WORK REQUIRED:
Reproduce this listing from its first line through the line with "pub const DIAG_DISCARDED_STATEMENTS: &str", inclusive, leaving out all that follows.

##############################

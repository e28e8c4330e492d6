#[cfg(feature = "napi")]
use napi_derive::napi;
use serde::{Deserialize, Serialize};
use thiserror::Error;

// ═══════════════════════════════════════════════════════════════════════════════
// DIAGNOSTIC CODES
// ═══════════════════════════════════════════════════════════════════════════════

pub const DIAG_COMMONJS_WRAPPER: &str = "AMD-E-COMMONJS";
pub const DIAG_IGNORED_IDENTIFIER: &str = "AMD-W-IGNORED-ID";
pub const DIAG_UNRECOGNIZED_SHAPE: &str = "AMD-W-UNRECOGNIZED";
pub const DIAG_DISCARDED_STATEMENTS: &str = "AMD-W-DISCARDED";
pub const DIAG_UNBOUND_PARAM: &str = "AMD-W-UNBOUND-PARAM";

fn get_hint(code: &str) -> &'static str {
    match code {
        DIAG_COMMONJS_WRAPPER => {
            "Rewrite the module as define([...deps], function (...) {...}); the unit was left untouched."
        }
        DIAG_IGNORED_IDENTIFIER => "Module namespaces are always derived from the file path.",
        DIAG_UNRECOGNIZED_SHAPE => {
            "Accepted forms: define(fn), define({...}), define([...], fn), define('id', [...], fn)."
        }
        DIAG_DISCARDED_STATEMENTS => {
            "Only the define() call contributes to the output; move other code inside the factory."
        }
        DIAG_UNBOUND_PARAM => "Factory parameters without a matching dependency are left as-is.",
        _ => "",
    }
}

// ═══════════════════════════════════════════════════════════════════════════════
// DIAGNOSTIC
// ═══════════════════════════════════════════════════════════════════════════════

#[derive(Debug, Clone, Copy, PartialEq, Eq, Serialize, Deserialize)]
#[serde(rename_all = "lowercase")]
pub enum Severity {
    Warning,
    Error,
}

/// Advisory message attached to a transformed (or passed-through) unit.
///
/// Diagnostics never abort a batch; at worst the unit is left unmodified.
#[derive(Debug, Clone, PartialEq, Serialize, Deserialize)]
#[serde(rename_all = "camelCase")]
pub struct Diagnostic {
    pub code: String,
    pub severity: Severity,
    pub message: String,
    pub file: String,
    pub hint: String,
}

impl Diagnostic {
    pub fn warning(code: &str, message: &str, file: &str) -> Self {
        Self::new(code, Severity::Warning, message, file)
    }

    pub fn error(code: &str, message: &str, file: &str) -> Self {
        Self::new(code, Severity::Error, message, file)
    }

    fn new(code: &str, severity: Severity, message: &str, file: &str) -> Self {
        Diagnostic {
            code: code.to_string(),
            severity,
            message: message.to_string(),
            file: file.to_string(),
            hint: get_hint(code).to_string(),
        }
    }

    pub fn is_error(&self) -> bool {
        self.severity == Severity::Error
    }

    /// Forwards the diagnostic to the `log` facade at the matching level.
    pub fn emit(&self) {
        match self.severity {
            Severity::Warning => log::warn!("[{}] {} ({})", self.code, self.message, self.file),
            Severity::Error => log::error!("[{}] {} ({})", self.code, self.message, self.file),
        }
    }
}

/// Flat form of a diagnostic for the Node binding.
#[derive(Debug, Clone, Serialize, Deserialize)]
#[cfg_attr(feature = "napi", napi(object))]
pub struct DiagnosticExport {
    pub code: String,
    pub severity: String,
    pub message: String,
    pub file: String,
    pub hint: String,
}

impl From<&Diagnostic> for DiagnosticExport {
    fn from(d: &Diagnostic) -> Self {
        DiagnosticExport {
            code: d.code.clone(),
            severity: match d.severity {
                Severity::Warning => "warning".to_string(),
                Severity::Error => "error".to_string(),
            },
            message: d.message.clone(),
            file: d.file.clone(),
            hint: d.hint.clone(),
        }
    }
}

// ═══════════════════════════════════════════════════════════════════════════════
// HARD FAILURES
// ═══════════════════════════════════════════════════════════════════════════════

#[derive(Debug, Error)]
pub enum TransformError {
    #[error("failed to parse {file}: {}", messages.join("; "))]
    Parse { file: String, messages: Vec<String> },

    #[error("invalid transform options: {0}")]
    Options(#[from] serde_json::Error),

    #[error("i/o error on {path}: {source}")]
    Io {
        path: String,
        #[source]
        source: std::io::Error,
    },
}

impl TransformError {
    pub fn io(path: impl Into<String>, source: std::io::Error) -> Self {
        TransformError::Io {
            path: path.into(),
            source,
        }
    }
}

#[cfg(test)]
mod tests {
    use super::*;

    #[test]
    fn test_hint_follows_code() {
        let d = Diagnostic::error(DIAG_COMMONJS_WRAPPER, "unsupported", "a.js");
        assert!(d.is_error());
        assert!(d.hint.contains("define([...deps]"));

        let w = Diagnostic::warning("SOMETHING-ELSE", "x", "a.js");
        assert!(!w.is_error());
        assert!(w.hint.is_empty());
    }

    #[test]
    fn test_parse_error_message_lists_all_errors() {
        let err = TransformError::Parse {
            file: "a.js".to_string(),
            messages: vec!["first".to_string(), "second".to_string()],
        };
        assert_eq!(err.to_string(), "failed to parse a.js: first; second");
    }

    #[test]
    fn test_export_lowercases_severity() {
        let d = Diagnostic::warning(DIAG_IGNORED_IDENTIFIER, "ignored", "a.js");
        let export = DiagnosticExport::from(&d);
        assert_eq!(export.severity, "warning");
        assert_eq!(export.code, "AMD-W-IGNORED-ID");
    }
}
//! Namespace derivation from file paths and dependency ids.
//!
//! Unit paths are filesystem paths and are made relative to `baseUrl`.
//! Dependency ids are module ids that already live under `baseUrl`, so only
//! absolute dependency paths get relativized. Resolution is lexical: the
//! filesystem is never consulted.

use lazy_static::lazy_static;
use regex::Regex;
use std::fmt;

use crate::options::TransformOptions;

/// Joins the unit namespace and a local name in a mangled root binding.
pub const MANGLE_SEPARATOR: &str = "$";

const EMPTY_SEGMENT: &str = "_";

lazy_static! {
    static ref SEPARATOR_RE: Regex = Regex::new(r"[/\\]+").unwrap();
    static ref DRIVE_RE: Regex = Regex::new(r"^[A-Za-z]:[/\\]").unwrap();
    static ref JS_EXT_RE: Regex = Regex::new(r"\.js$").unwrap();
}

/// Ordered, non-empty sequence of namespace segments.
#[derive(Debug, Clone, PartialEq, Eq, Hash)]
pub struct Namespace {
    segments: Vec<String>,
}

impl Namespace {
    pub fn new(segments: Vec<String>) -> Self {
        if segments.is_empty() {
            return Namespace {
                segments: vec![EMPTY_SEGMENT.to_string()],
            };
        }
        Namespace { segments }
    }

    pub fn segments(&self) -> &[String] {
        &self.segments
    }

    pub fn dotted(&self) -> String {
        self.segments.join(".")
    }

    pub fn last(&self) -> &str {
        // non-empty by construction
        self.segments.last().map(|s| s.as_str()).unwrap_or(EMPTY_SEGMENT)
    }

    fn map_last(&self, f: impl FnOnce(&str) -> String) -> Namespace {
        let mut segments = self.segments.clone();
        if let Some(last) = segments.last_mut() {
            *last = f(last);
        }
        Namespace { segments }
    }

    pub fn with_suffix(&self, suffix: &str) -> Namespace {
        self.map_last(|last| format!("{}{}", last, suffix))
    }

    /// Namespaced home of a local top-level binding: `a.b` + `helper`
    /// becomes `a.b$helper`, a sibling of the unit's own export.
    pub fn mangle(&self, local: &str) -> Namespace {
        self.map_last(|last| format!("{}{}{}", last, MANGLE_SEPARATOR, local))
    }
}

impl fmt::Display for Namespace {
    fn fmt(&self, f: &mut fmt::Formatter<'_>) -> fmt::Result {
        write!(f, "{}", self.dotted())
    }
}

// ═══════════════════════════════════════════════════════════════════════════════
// PATH HELPERS
// ═══════════════════════════════════════════════════════════════════════════════

pub fn is_absolute_path(path: &str) -> bool {
    path.starts_with('/') || path.starts_with('\\') || DRIVE_RE.is_match(path)
}

/// Lexical normalization: drops `.` and empty segments, folds `..`.
fn normalize(path: &str) -> Vec<String> {
    let absolute = is_absolute_path(path);
    let mut out: Vec<String> = Vec::new();
    for seg in SEPARATOR_RE.split(path) {
        match seg {
            "" | "." => continue,
            ".." => match out.last() {
                Some(last) if last != ".." => {
                    out.pop();
                }
                // `..` above an absolute root stays at the root
                _ if absolute => {}
                _ => out.push("..".to_string()),
            },
            s => out.push(s.to_string()),
        }
    }
    out
}

/// `path.relative(base, target)` without touching the filesystem.
fn relative_segments(base: &str, target: &str) -> Vec<String> {
    let target_segments = normalize(target);
    if is_absolute_path(base) != is_absolute_path(target) {
        // no common root to relativize against
        return target_segments;
    }
    let base_segments = normalize(base);
    let common = base_segments
        .iter()
        .zip(&target_segments)
        .take_while(|(a, b)| a == b)
        .count();

    let mut rel: Vec<String> = base_segments[common..]
        .iter()
        .map(|_| "..".to_string())
        .collect();
    rel.extend(target_segments[common..].iter().cloned());
    rel
}

fn finish(mut segments: Vec<String>, options: &TransformOptions) -> Namespace {
    if let Some(last) = segments.last_mut() {
        *last = JS_EXT_RE.replace(last, "").to_string();
        if last.is_empty() {
            segments.pop();
        }
    }

    let foreign = segments
        .first()
        .map(|root| options.is_foreign(root))
        .unwrap_or(false);

    let mut result = if foreign {
        Vec::new()
    } else {
        options.namespace_segments()
    };
    result.extend(segments.into_iter().map(|s| s.replace('-', "_")));
    Namespace::new(result)
}

// ═══════════════════════════════════════════════════════════════════════════════
// RESOLUTION
// ═══════════════════════════════════════════════════════════════════════════════

/// Namespace of a dependency id as written in a `define` dependency array.
pub fn resolve_namespace(dependency: &str, options: &TransformOptions) -> Namespace {
    let segments = if is_absolute_path(dependency) {
        relative_segments(&options.base_url, dependency)
    } else {
        normalize(dependency)
    };
    finish(segments, options)
}

/// Namespace the unit itself provides, derived from its file path.
pub fn resolve_own_namespace(unit_path: &str, options: &TransformOptions) -> Namespace {
    let ns = finish(relative_segments(&options.base_url, unit_path), options);
    match options.own_suffix.as_deref() {
        Some(suffix) if !suffix.is_empty() => ns.with_suffix(suffix),
        _ => ns,
    }
}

##############################

SOLUTION:
repository e28e8c4330e492d6
#[cfg(feature = "napi")]
use napi_derive::napi;
use serde::{Deserialize, Serialize};
use thiserror::Error;

// ═══════════════════════════════════════════════════════════════════════════════
// DIAGNOSTIC CODES
// ═══════════════════════════════════════════════════════════════════════════════

pub const DIAG_COMMONJS_WRAPPER: &str = "AMD-E-COMMONJS";
pub const DIAG_IGNORED_IDENTIFIER: &str = "AMD-W-IGNORED-ID";
pub const DIAG_UNRECOGNIZED_SHAPE: &str = "AMD-W-UNRECOGNIZED";
pub const DIAG_DISCARDED_STATEMENTS: &str = "AMD-W-DISCARDED";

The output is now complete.